Problem to solve
Nothing should be output except the lines from the top of the material below through the line that contains "rendering lives in", each exactly as written.

======== Material for the task

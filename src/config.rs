//! Configuration types for course generation and rendering.
//!
//! Generation behaviour is controlled through [`GenerationConfig`], built via
//! its [`GenerationConfigBuilder`]. Page geometry for rendering lives in
//! [`LayoutConfig`], which defaults to A4 with 2 cm margins.

use crate::error::CourseError;
use crate::pipeline::layout::CM;
use crate::progress::ProgressCallback;
use crate::prompts::DEFAULT_SOURCE_CHAR_BUDGET;
use edgequake_llm::LLMProvider;
use std::fmt;
use std::sync::Arc;

/// Default model used when the Gemini provider is selected without a model.
pub const DEFAULT_GEMINI_MODEL: &str = "gemini-2.5-flash";

/// Configuration for a course generation.
///
/// # Example
/// ```rust
/// use personallearn::GenerationConfig;
///
/// let config = GenerationConfig::builder()
///     .provider_name("gemini")
///     .model("gemini-2.5-flash")
///     .temperature(0.3)
///     .build()
///     .unwrap();
/// assert_eq!(config.source_char_budget, 25_000);
/// ```
#[derive(Clone)]
pub struct GenerationConfig {
    /// LLM model identifier. If None, uses the provider default.
    pub model: Option<String>,

    /// LLM provider name (e.g. "gemini", "openai", "anthropic", "ollama").
    pub provider_name: Option<String>,

    /// Pre-constructed LLM provider. Takes precedence over `provider_name`.
    pub provider: Option<Arc<dyn LLMProvider>>,

    /// Sampling temperature. Default: 0.4.
    ///
    /// Course writing needs some freedom of phrasing, but the reply must
    /// still follow a strict JSON schema; low-to-mid values keep both.
    pub temperature: f32,

    /// Maximum tokens the model may generate. Default: 16384.
    ///
    /// A ten-unit course with quizzes is a long JSON document. A low limit
    /// truncates the reply mid-object, which then fails to parse.
    pub max_tokens: usize,

    /// Number of source characters forwarded to the model. Default: 25 000.
    pub source_char_budget: usize,

    /// Download timeout for URL inputs in seconds. Default: 120.
    pub download_timeout_secs: u64,

    /// Optional stage events (extract, generate, render).
    pub progress_callback: Option<ProgressCallback>,
}

impl Default for GenerationConfig {
    fn default() -> Self {
        Self {
            model: None,
            provider_name: None,
            provider: None,
            temperature: 0.4,
            max_tokens: 16384,
            source_char_budget: DEFAULT_SOURCE_CHAR_BUDGET,
            download_timeout_secs: 120,
            progress_callback: None,
        }
    }
}

impl fmt::Debug for GenerationConfig {
    fn fmt(&self, f: &mut fmt::Formatter<'_>) -> fmt::Result {
        f.debug_struct("GenerationConfig")
            .field("model", &self.model)
            .field("provider_name", &self.provider_name)
            .field("provider", &self.provider.as_ref().map(|_| "<dyn LLMProvider>"))
            .field("temperature", &self.temperature)
            .field("max_tokens", &self.max_tokens)
            .field("source_char_budget", &self.source_char_budget)
            .field("download_timeout_secs", &self.download_timeout_secs)
            .field(
                "progress_callback",
                &self.progress_callback.as_ref().map(|_| "<dyn PipelineProgressCallback>"),
            )
            .finish()
    }
}

impl GenerationConfig {
    /// Create a new builder for `GenerationConfig`.
    pub fn builder() -> GenerationConfigBuilder {
        GenerationConfigBuilder {
            config: Self::default(),
        }
    }
}

/// Builder for [`GenerationConfig`].
#[derive(Debug)]
pub struct GenerationConfigBuilder {
    config: GenerationConfig,
}

impl GenerationConfigBuilder {
    pub fn model(mut self, model: impl Into<String>) -> Self {
        self.config.model = Some(model.into());
        self
    }

    pub fn provider_name(mut self, name: impl Into<String>) -> Self {
        self.config.provider_name = Some(name.into());
        self
    }

    pub fn provider(mut self, provider: Arc<dyn LLMProvider>) -> Self {
        self.config.provider = Some(provider);
        self
    }

    pub fn temperature(mut self, t: f32) -> Self {
        self.config.temperature = t.clamp(0.0, 2.0);
        self
    }

    pub fn max_tokens(mut self, n: usize) -> Self {
        self.config.max_tokens = n;
        self
    }

    pub fn source_char_budget(mut self, chars: usize) -> Self {
        self.config.source_char_budget = chars;
        self
    }

    pub fn download_timeout_secs(mut self, secs: u64) -> Self {
        self.config.download_timeout_secs = secs;
        self
    }

    pub fn progress_callback(mut self, cb: ProgressCallback) -> Self {
        self.config.progress_callback = Some(cb);
        self
    }

    /// Build the configuration, validating constraints.
    pub fn build(self) -> Result<GenerationConfig, CourseError> {
        let c = &self.config;
        if c.source_char_budget == 0 {
            return Err(CourseError::InvalidConfig(
                "source_char_budget must be ≥ 1".into(),
            ));
        }
        if c.max_tokens == 0 {
            return Err(CourseError::InvalidConfig("max_tokens must be ≥ 1".into()));
        }
        Ok(self.config)
    }
}

// ── Layout ───────────────────────────────────────────────────────────────

/// Page geometry for the course renderer, in PDF points.
#[derive(Debug, Clone, Copy, PartialEq)]
pub struct LayoutConfig {
    pub page_width: f32,
    pub page_height: f32,
    /// Same margin on all four sides.
    pub margin: f32,
}

impl Default for LayoutConfig {
    /// A4 portrait, 2 cm margins.
    fn default() -> Self {
        Self {
            page_width: 21.0 * CM,
            page_height: 29.7 * CM,
            margin: 2.0 * CM,
        }
    }
}

impl LayoutConfig {
    /// Width available to text.
    pub fn frame_width(&self) -> f32 {
        self.page_width - 2.0 * self.margin
    }

    /// Height available to text.
    pub fn frame_height(&self) -> f32 {
        self.page_height - 2.0 * self.margin
    }
}
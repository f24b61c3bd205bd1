//! Prompt construction for course generation.
//!
//! The prompt is one user turn: a fixed instruction block describing the
//! JSON schema, followed by the caller's parameters and the (truncated)
//! source text. It is a pure function of its inputs so the exact bytes sent
//! to the model can be asserted in tests.

/// Default number of source characters passed to the model.
pub const DEFAULT_SOURCE_CHAR_BUDGET: usize = 25_000;

/// Instruction block. `{n_units}` is replaced with the requested unit count.
pub const COURSE_INSTRUCTION: &str = r#"You are PersonalLearn, an adaptive AI. Detect the language. Output ONLY valid JSON.
JSON structure:
{
  "title": "String",
  "level": "String",
  "description": "String",
  "language": "fr" or "en",
  "units": [
    {
      "title": "String",
      "content": "String (Detailed, comprehensive educational content adapted to the level. Must be long enough to study.)",
      "objectives": ["String", "String"],
      "quiz_questions": [
        {
          "question": "String",
          "choices": ["A","B","C","D"],
          "correct_choice": 0,
          "explanation": "String"
        }
      ]
    }
  ]
}
Constraints:
- EXACTLY {n_units} units.
- Each quiz question has EXACTLY 4 choices; correct_choice is the 0-based index of the right one.
- Content must be physically adapted (simplified or deepened) based on 'level'."#;

/// Cut `text` to at most `max_chars` Unicode scalar values.
///
/// Returns the input unchanged when it already fits.
pub fn truncate_chars(text: &str, max_chars: usize) -> &str {
    match text.char_indices().nth(max_chars) {
        Some((byte_idx, _)) => &text[..byte_idx],
        None => text,
    }
}

/// Build the generation prompt with the default source budget.
pub fn build_prompt(source_text: &str, title: &str, level: &str, unit_count: usize) -> String {
    build_prompt_with_budget(
        source_text,
        title,
        level,
        unit_count,
        DEFAULT_SOURCE_CHAR_BUDGET,
    )
}

/// Build the generation prompt, keeping only the first `char_budget`
/// characters of `source_text`.
pub fn build_prompt_with_budget(
    source_text: &str,
    title: &str,
    level: &str,
    unit_count: usize,
    char_budget: usize,
) -> String {
    let instruction = COURSE_INSTRUCTION.replace("{n_units}", &unit_count.to_string());
    let source = truncate_chars(source_text, char_budget);

    format!(
        "{instruction}\n\nTitle: {title}\nLevel: {level}\nUnits: {unit_count}\nContent:\n{source}\n"
    )
}

#[cfg(test)]
mod tests {
    use super::*;

    #[test]
    fn prompt_is_deterministic() {
        let a = build_prompt("Some text", "Biology", "Beginner", 10);
        let b = build_prompt("Some text", "Biology", "Beginner", 10);
        assert_eq!(a, b);
    }

    #[test]
    fn prompt_embeds_parameters() {
        let p = build_prompt("Mitochondria are organelles.", "Biology", "Advanced", 4);
        assert!(p.starts_with("You are PersonalLearn"));
        assert!(p.contains("EXACTLY 4 units."));
        assert!(p.contains("Title: Biology\n"));
        assert!(p.contains("Level: Advanced\n"));
        assert!(p.contains("Units: 4\n"));
        assert!(p.ends_with("Content:\nMitochondria are organelles.\n"));
        assert!(!p.contains("{n_units}"));
    }

    #[test]
    fn source_is_truncated_to_budget() {
        let source = "a".repeat(DEFAULT_SOURCE_CHAR_BUDGET + 500);
        let p = build_prompt(&source, "T", "Beginner", 10);
        let embedded = p.rsplit("Content:\n").next().unwrap().trim_end_matches('\n');
        assert_eq!(embedded.len(), DEFAULT_SOURCE_CHAR_BUDGET);
    }

    #[test]
    fn truncation_counts_characters_not_bytes() {
        assert_eq!(truncate_chars("héllo", 2), "hé");
        assert_eq!(truncate_chars("héllo", 10), "héllo");
        assert_eq!(truncate_chars("", 3), "");
        assert_eq!(truncate_chars("abc", 0), "");
    }

    #[test]
    fn short_source_is_untouched() {
        let p = build_prompt_with_budget("abcdef", "T", "L", 1, 3);
        assert!(p.ends_with("Content:\nabc\n"));
    }
}
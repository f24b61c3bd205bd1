//! Completion-service port and its `edgequake-llm` adapter.
//!
//! The pipeline only needs "send one prompt, get one reply back", so that is
//! all [`CompletionService`] promises. [`ProviderCompletion`] implements it
//! on top of any `edgequake_llm::LLMProvider`; tests implement it with a
//! scripted reply and never touch the network.
//!
//! The call is made exactly once. There is no retry here: a transport or
//! provider error becomes [`CourseError::GenerationUnavailable`] and goes
//! straight back to the caller.

use crate::config::{GenerationConfig, DEFAULT_GEMINI_MODEL};
use crate::error::CourseError;
use async_trait::async_trait;
use edgequake_llm::{ChatMessage, CompletionOptions, LLMProvider, ProviderFactory};
use std::sync::Arc;
use std::time::Instant;
use tracing::{debug, info};

/// A model reply plus token accounting.
#[derive(Debug, Clone, Default, PartialEq, Eq)]
pub struct Completion {
    pub content: String,
    pub prompt_tokens: usize,
    pub completion_tokens: usize,
}

impl Completion {
    /// A reply with no token accounting.
    pub fn text(content: impl Into<String>) -> Self {
        Self {
            content: content.into(),
            ..Default::default()
        }
    }
}

/// An opaque text-completion service.
#[async_trait]
pub trait CompletionService: Send + Sync {
    /// Short name used in logs and error messages.
    fn name(&self) -> &str;

    /// Send `prompt` as the sole user turn and return the reply.
    async fn complete(&self, prompt: &str) -> Result<Completion, CourseError>;
}

/// [`CompletionService`] backed by an `edgequake-llm` provider.
pub struct ProviderCompletion {
    provider: Arc<dyn LLMProvider>,
    label: String,
    options: CompletionOptions,
}

impl ProviderCompletion {
    pub fn new(
        provider: Arc<dyn LLMProvider>,
        label: impl Into<String>,
        config: &GenerationConfig,
    ) -> Self {
        Self {
            provider,
            label: label.into(),
            options: build_options(config),
        }
    }

    /// Resolve the provider described by `config` and wrap it.
    pub fn from_config(config: &GenerationConfig) -> Result<Self, CourseError> {
        let (provider, label) = resolve_provider(config)?;
        Ok(Self::new(provider, label, config))
    }
}

#[async_trait]
impl CompletionService for ProviderCompletion {
    fn name(&self) -> &str {
        &self.label
    }

    async fn complete(&self, prompt: &str) -> Result<Completion, CourseError> {
        let start = Instant::now();
        let messages = vec![ChatMessage::user(prompt)];

        let response = self
            .provider
            .chat(&messages, Some(&self.options))
            .await
            .map_err(|e| CourseError::GenerationUnavailable {
                provider: self.label.clone(),
                detail: e.to_string(),
            })?;

        debug!(
            "{}: {} input tokens, {} output tokens, {:?}",
            self.label,
            response.prompt_tokens,
            response.completion_tokens,
            start.elapsed()
        );

        Ok(Completion {
            content: response.content,
            prompt_tokens: response.prompt_tokens as usize,
            completion_tokens: response.completion_tokens as usize,
        })
    }
}

/// Build `CompletionOptions` from the generation config.
fn build_options(config: &GenerationConfig) -> CompletionOptions {
    CompletionOptions {
        temperature: Some(config.temperature),
        max_tokens: Some(config.max_tokens),
        ..Default::default()
    }
}

/// Default model for a named provider when none is configured.
fn default_model(provider_name: &str) -> &'static str {
    match provider_name {
        "gemini" | "google" => DEFAULT_GEMINI_MODEL,
        "anthropic" => "claude-sonnet-4-20250514",
        "ollama" => "llama3.2",
        _ => "gpt-4.1-mini",
    }
}

fn create_provider(
    provider_name: &str,
    model: &str,
) -> Result<(Arc<dyn LLMProvider>, String), CourseError> {
    let provider = ProviderFactory::create_llm_provider(provider_name, model).map_err(|e| {
        CourseError::GenerationUnavailable {
            provider: provider_name.to_string(),
            detail: format!("{e}"),
        }
    })?;
    Ok((provider, format!("{provider_name}/{model}")))
}

/// Resolve the LLM provider, from most-specific to least-specific.
///
/// 1. **Pre-built provider** (`config.provider`), used as-is.
/// 2. **Named provider + model** (`config.provider_name`, `config.model`).
/// 3. **Environment pair** `EDGEQUAKE_LLM_PROVIDER` + `EDGEQUAKE_MODEL`.
/// 4. **Gemini key** (`GEMINI_API_KEY`) with `gemini-2.5-flash` unless a
///    model is configured.
/// 5. **Full auto-detection** via [`ProviderFactory::from_env`].
///
/// This runs once per [`crate::generate::CourseGenerator`]; the resolved
/// client is reused for every call.
pub fn resolve_provider(
    config: &GenerationConfig,
) -> Result<(Arc<dyn LLMProvider>, String), CourseError> {
    if let Some(ref provider) = config.provider {
        let label = config.model.clone().unwrap_or_else(|| "custom".to_string());
        return Ok((Arc::clone(provider), label));
    }

    if let Some(ref name) = config.provider_name {
        let model = config.model.as_deref().unwrap_or_else(|| default_model(name));
        return create_provider(name, model);
    }

    if let (Ok(prov), Ok(model)) = (
        std::env::var("EDGEQUAKE_LLM_PROVIDER"),
        std::env::var("EDGEQUAKE_MODEL"),
    ) {
        if !prov.is_empty() && !model.is_empty() {
            return create_provider(&prov, &model);
        }
    }

    if let Ok(key) = std::env::var("GEMINI_API_KEY") {
        if !key.is_empty() {
            let model = config.model.as_deref().unwrap_or(DEFAULT_GEMINI_MODEL);
            return create_provider("gemini", model);
        }
    }

    let (llm_provider, _embedding) =
        ProviderFactory::from_env().map_err(|e| CourseError::GenerationUnavailable {
            provider: "auto".to_string(),
            detail: format!(
                "No LLM provider could be auto-detected from environment.\n\
                Set GEMINI_API_KEY, OPENAI_API_KEY, or ANTHROPIC_API_KEY.\n\
                Error: {}",
                e
            ),
        })?;

    info!("Auto-detected LLM provider from environment");
    Ok((llm_provider, "auto".to_string()))
}
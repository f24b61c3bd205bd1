//! Base-14 font metrics and text encoding for the course renderer.
//!
//! The renderer only uses the standard Helvetica family, which every PDF
//! viewer ships, so no font program is embedded. Line breaking and
//! justification still need glyph widths; the tables below are the Adobe
//! AFM advance widths (1/1000 em) for every WinAnsi code. Helvetica-Oblique
//! shares the regular widths.
//!
//! Text is written with `WinAnsiEncoding`, which covers Latin-1 (enough for
//! French and English courses) plus typographic quotes and dashes. Anything
//! else is replaced with `?`.

/// Fonts registered on every rendered page.
#[derive(Debug, Clone, Copy, PartialEq, Eq, Hash)]
pub enum Font {
    Regular,
    Bold,
    Oblique,
}

impl Font {
    /// Resource name used in content streams.
    pub fn resource_name(self) -> &'static str {
        match self {
            Font::Regular => "F1",
            Font::Bold => "F2",
            Font::Oblique => "F3",
        }
    }

    /// PostScript name of the base-14 font.
    pub fn base_font(self) -> &'static str {
        match self {
            Font::Regular => "Helvetica",
            Font::Bold => "Helvetica-Bold",
            Font::Oblique => "Helvetica-Oblique",
        }
    }

    pub const ALL: [Font; 3] = [Font::Regular, Font::Bold, Font::Oblique];
}

/// Helvetica widths for WinAnsi bytes 0x20..=0xFF. Unassigned codes use the
/// bullet width.
#[rustfmt::skip]
const HELVETICA: [u16; 224] = [
    278, 278, 355, 556, 556, 889, 667, 191, 333, 333, 389, 584, 278, 333, 278, 278,
    556, 556, 556, 556, 556, 556, 556, 556, 556, 556, 278, 278, 584, 584, 584, 556,
    1015, 667, 667, 722, 722, 667, 611, 778, 722, 278, 500, 667, 556, 833, 722, 778,
    667, 778, 722, 667, 611, 722, 667, 944, 667, 667, 611, 278, 278, 278, 469, 556,
    333, 556, 556, 500, 556, 556, 278, 556, 556, 222, 222, 500, 222, 833, 556, 556,
    556, 556, 333, 500, 278, 556, 500, 722, 500, 500, 500, 334, 260, 334, 584, 350,
    556, 350, 222, 556, 333, 1000, 556, 556, 333, 1000, 667, 333, 1000, 350, 611, 350,
    350, 222, 222, 333, 333, 350, 556, 1000, 333, 1000, 500, 333, 944, 350, 500, 667,
    278, 333, 556, 556, 556, 556, 260, 556, 333, 737, 370, 556, 584, 333, 737, 333,
    400, 584, 333, 333, 333, 556, 537, 278, 333, 333, 365, 556, 834, 834, 834, 611,
    667, 667, 667, 667, 667, 667, 1000, 722, 667, 667, 667, 667, 278, 278, 278, 278,
    722, 722, 778, 778, 778, 778, 778, 584, 778, 722, 722, 722, 722, 667, 667, 611,
    556, 556, 556, 556, 556, 556, 889, 500, 556, 556, 556, 556, 278, 278, 278, 278,
    556, 556, 556, 556, 556, 556, 556, 584, 611, 556, 556, 556, 556, 500, 556, 500,
];

/// Helvetica-Bold widths for WinAnsi bytes 0x20..=0xFF.
#[rustfmt::skip]
const HELVETICA_BOLD: [u16; 224] = [
    278, 333, 474, 556, 556, 889, 722, 238, 333, 333, 389, 584, 278, 333, 278, 278,
    556, 556, 556, 556, 556, 556, 556, 556, 556, 556, 333, 333, 584, 584, 584, 611,
    975, 722, 722, 722, 722, 667, 611, 778, 722, 278, 556, 722, 611, 833, 722, 778,
    667, 778, 722, 667, 611, 722, 667, 944, 667, 667, 611, 333, 278, 333, 584, 556,
    333, 556, 611, 556, 611, 556, 333, 611, 611, 278, 278, 556, 278, 889, 611, 611,
    611, 611, 389, 556, 333, 611, 556, 778, 556, 556, 500, 389, 280, 389, 584, 350,
    556, 350, 278, 556, 500, 1000, 556, 556, 333, 1000, 667, 333, 1000, 350, 611, 350,
    350, 278, 278, 500, 500, 350, 556, 1000, 333, 1000, 556, 333, 944, 350, 500, 667,
    278, 333, 556, 556, 556, 556, 280, 556, 333, 737, 370, 556, 584, 333, 737, 333,
    400, 584, 333, 333, 333, 611, 556, 278, 333, 333, 365, 556, 834, 834, 834, 611,
    722, 722, 722, 722, 722, 722, 1000, 722, 667, 667, 667, 667, 278, 278, 278, 278,
    722, 722, 778, 778, 778, 778, 778, 584, 778, 722, 722, 722, 722, 667, 667, 611,
    556, 556, 556, 556, 556, 556, 889, 556, 556, 556, 556, 556, 278, 278, 278, 278,
    611, 611, 611, 611, 611, 611, 611, 584, 611, 611, 611, 611, 611, 556, 611, 556,
];

fn byte_width(font: Font, byte: u8) -> u16 {
    let table = match font {
        Font::Bold => &HELVETICA_BOLD,
        Font::Regular | Font::Oblique => &HELVETICA,
    };
    match byte {
        0x20..=0xFF => table[usize::from(byte - 0x20)],
        // encode_win_ansi never emits control bytes
        _ => 0,
    }
}

/// Advance width of `text` in points, as drawn: the text is measured on its
/// WinAnsi bytes, so replaced characters count as `?`.
pub fn text_width(text: &str, font: Font, size: f32) -> f32 {
    let units: u32 = encode_win_ansi(text)
        .into_iter()
        .map(|b| u32::from(byte_width(font, b)))
        .sum();
    units as f32 * size / 1000.0
}

/// Encode `text` as WinAnsi (CP1252) bytes.
pub fn encode_win_ansi(text: &str) -> Vec<u8> {
    text.chars().map(win_ansi_byte).collect()
}

fn win_ansi_byte(c: char) -> u8 {
    match c {
        '\u{20}'..='\u{7E}' => c as u8,
        '\u{A0}'..='\u{FF}' => c as u32 as u8,
        '\t' => b' ',
        '€' => 0x80,
        '‚' => 0x82,
        'ƒ' => 0x83,
        '„' => 0x84,
        '…' => 0x85,
        '†' => 0x86,
        '‡' => 0x87,
        'ˆ' => 0x88,
        '‰' => 0x89,
        'Š' => 0x8A,
        '‹' => 0x8B,
        'Œ' => 0x8C,
        'Ž' => 0x8E,
        '\u{2018}' => 0x91,
        '\u{2019}' => 0x92,
        '\u{201C}' => 0x93,
        '\u{201D}' => 0x94,
        '•' => 0x95,
        '–' => 0x96,
        '—' => 0x97,
        '˜' => 0x98,
        '™' => 0x99,
        'š' => 0x9A,
        '›' => 0x9B,
        'œ' => 0x9C,
        'ž' => 0x9E,
        'Ÿ' => 0x9F,
        _ => b'?',
    }
}
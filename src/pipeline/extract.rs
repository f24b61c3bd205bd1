//! Plain-text extraction from PDF bytes via `lopdf`.
//!
//! A document that cannot be parsed at all is an error. A page that parses
//! but yields no text (scanned image, unsupported font encoding) contributes
//! an empty string so one bad page never sinks the whole upload.

use crate::error::CourseError;
use lopdf::Document;
use tracing::{debug, warn};

/// Extract the text of every page, in page order, concatenated.
pub fn extract_text(pdf_bytes: &[u8]) -> Result<String, CourseError> {
    Ok(extract_pages(pdf_bytes)?.concat())
}

/// Extract the text of every page, in page order, one entry per page.
pub fn extract_pages(pdf_bytes: &[u8]) -> Result<Vec<String>, CourseError> {
    if pdf_bytes.is_empty() {
        return Err(CourseError::EmptyDocument);
    }

    let document =
        Document::load_mem(pdf_bytes).map_err(|e| CourseError::UnreadableDocument {
            detail: e.to_string(),
        })?;

    let pages = document.get_pages();
    debug!("PDF loaded: {} pages", pages.len());

    let texts = pages
        .keys()
        .map(|&page_num| match document.extract_text(&[page_num]) {
            Ok(text) => text,
            Err(e) => {
                warn!("Page {}: no extractable text ({})", page_num, e);
                String::new()
            }
        })
        .collect();

    Ok(texts)
}
//! Output types returned by the generation entry points.

use crate::course::Course;
use base64::engine::general_purpose::STANDARD;
use base64::Engine;
use serde::{Deserialize, Serialize};

/// A generated course plus, optionally, its rendered PDF.
///
/// Serialises as `{ "course": …, "course_pdf_base64": …, "stats": … }`.
/// `course_pdf_base64` is omitted when the PDF was not requested.
#[derive(Debug, Clone, Serialize, Deserialize)]
pub struct CourseOutput {
    pub course: Course,

    #[serde(default, skip_serializing_if = "Option::is_none")]
    pub course_pdf_base64: Option<String>,

    pub stats: GenerationStats,
}

impl CourseOutput {
    /// Attach rendered PDF bytes as standard base64.
    pub fn with_pdf(mut self, pdf: &[u8]) -> Self {
        self.course_pdf_base64 = Some(STANDARD.encode(pdf));
        self
    }

    /// Decode the attached PDF, if any.
    pub fn pdf_bytes(&self) -> Option<Result<Vec<u8>, base64::DecodeError>> {
        self.course_pdf_base64.as_ref().map(|b64| STANDARD.decode(b64))
    }

    /// Suggested attachment name for the PDF.
    pub fn download_filename(&self) -> String {
        self.course.download_filename()
    }
}

/// Accounting for one generation run.
#[derive(Debug, Clone, Default, PartialEq, Eq, Serialize, Deserialize)]
pub struct GenerationStats {
    /// Characters of source text before truncation.
    pub source_chars: usize,
    /// Whether the source exceeded the character budget.
    pub truncated: bool,
    /// Characters in the prompt actually sent.
    pub prompt_chars: usize,
    pub input_tokens: usize,
    pub output_tokens: usize,
    /// Wall-clock time of the model call, normalisation and validation.
    pub generation_ms: u64,
    /// Wall-clock time of rendering; 0 when no PDF was produced.
    pub render_ms: u64,
}

#[cfg(test)]
mod tests {
    use super::*;
    use crate::course::tests::sample_course;

    #[test]
    fn pdf_field_is_omitted_when_absent() {
        let out = CourseOutput {
            course: sample_course(1),
            course_pdf_base64: None,
            stats: GenerationStats::default(),
        };
        let json = serde_json::to_value(&out).unwrap();
        assert!(json.get("course_pdf_base64").is_none());
        assert_eq!(json["course"]["title"], "Cognitive Science 101");
        assert_eq!(json["stats"]["truncated"], false);
    }

    #[test]
    fn pdf_bytes_round_trip_through_base64() {
        let out = CourseOutput {
            course: sample_course(0),
            course_pdf_base64: None,
            stats: GenerationStats::default(),
        }
        .with_pdf(b"%PDF-1.5 fake");
        assert_eq!(out.course_pdf_base64.as_deref(), Some("JVBERi0xLjUgZmFrZQ=="));
        assert_eq!(out.pdf_bytes().unwrap().unwrap(), b"%PDF-1.5 fake");
        assert_eq!(out.download_filename(), "Cognitive_Science_101.pdf");
    }
}
//! # personallearn
//!
//! Turn a PDF (or plain text) into a structured, level-adapted course with
//! review quizzes, using a generative language model, then render that course
//! into a paginated PDF.
//!
//! ## Pipeline Overview
//!
//! ```text
//! calibration quiz ──▶ Profile { level, units }
//!                              │
//! PDF                          ▼
//!  │
//!  ├─ 1. Input     resolve local file or download from URL
//!  ├─ 2. Extract   plain text of every page (lopdf)
//!  ├─ 3. Prompt    fixed instruction + title/level/units + first 25 000 chars
//!  ├─ 4. Model     one completion call (gemini / openai / anthropic / …)
//!  ├─ 5. Normalize strip code fences, parse JSON, validate the course shape
//!  └─ 6. Render    A4 layout, one page per unit, written with lopdf
//! ```
//!
//! Profiles, prompts, normalisation, layout and rendering are pure and
//! deterministic. Only the model call touches the network, behind the
//! [`CompletionService`] trait, so every other step can be tested offline.
//!
//! ## Quick Start
//!
//! ```rust,no_run
//! use personallearn::{estimate, CourseGenerator, CourseRequest, GenerationConfig};
//!
//! #[tokio::main]
//! async fn main() -> Result<(), Box<dyn std::error::Error>> {
//!     // 2 of 3 calibration answers right in 20 seconds
//!     let profile = estimate(2, 20.0);
//!
//!     // Provider auto-detected from GEMINI_API_KEY / OPENAI_API_KEY / ANTHROPIC_API_KEY
//!     let generator = CourseGenerator::from_config(GenerationConfig::default())?;
//!     let request = CourseRequest::from_profile("Neural Networks", &profile).with_pdf(true);
//!     let output = generator.generate_from_pdf("lecture.pdf", &request).await?;
//!
//!     println!("{} ({} units)", output.course.title, output.course.units.len());
//!     eprintln!("tokens: {} in / {} out",
//!         output.stats.input_tokens,
//!         output.stats.output_tokens);
//!     Ok(())
//! }
//! ```
//!
//! ## Feature Flags
//!
//! | Feature | Default | Description |
//! |---------|---------|-------------|
//! | `cli`   | on      | Enables the `plearn` binary (clap + anyhow + tracing-subscriber + indicatif) |
//!
//! Disable `cli` when using only the library:
//! ```toml
//! personallearn = { version = "0.1", default-features = false }
//! ```

// ── Modules ──────────────────────────────────────────────────────────────

pub mod config;
pub mod course;
pub mod error;
pub mod generate;
pub mod output;
pub mod pipeline;
pub mod profile;
pub mod progress;
pub mod prompts;

// ── Re-exports ───────────────────────────────────────────────────────────

pub use config::{GenerationConfig, GenerationConfigBuilder, LayoutConfig};
pub use course::{safe_filename, Course, Language, QuizQuestion, Unit};
pub use error::{CourseError, ErrorClass};
pub use generate::{generate_course, generate_course_sync, CourseGenerator, CourseRequest};
pub use output::{CourseOutput, GenerationStats};
pub use pipeline::extract::{extract_pages, extract_text};
pub use pipeline::input::resolve_input;
pub use pipeline::llm::{Completion, CompletionService, ProviderCompletion};
pub use pipeline::normalize::normalize;
pub use pipeline::render::{
    render, render_json, render_json_to_file, render_to_file, render_with_layout,
};
pub use profile::{
    calibration_questions, estimate, score_answers, CalibrationQuestion, CalibrationSession,
    Level, Profile,
};
pub use progress::{NoopProgressCallback, PipelineProgressCallback, ProgressCallback, Stage};
pub use prompts::build_prompt;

================

Written response
filename src/config.rs
//! Configuration types for course generation and rendering.
//!
//! Generation behaviour is controlled through [`GenerationConfig`], built via
//! its [`GenerationConfigBuilder`]. Page geometry for rendering lives in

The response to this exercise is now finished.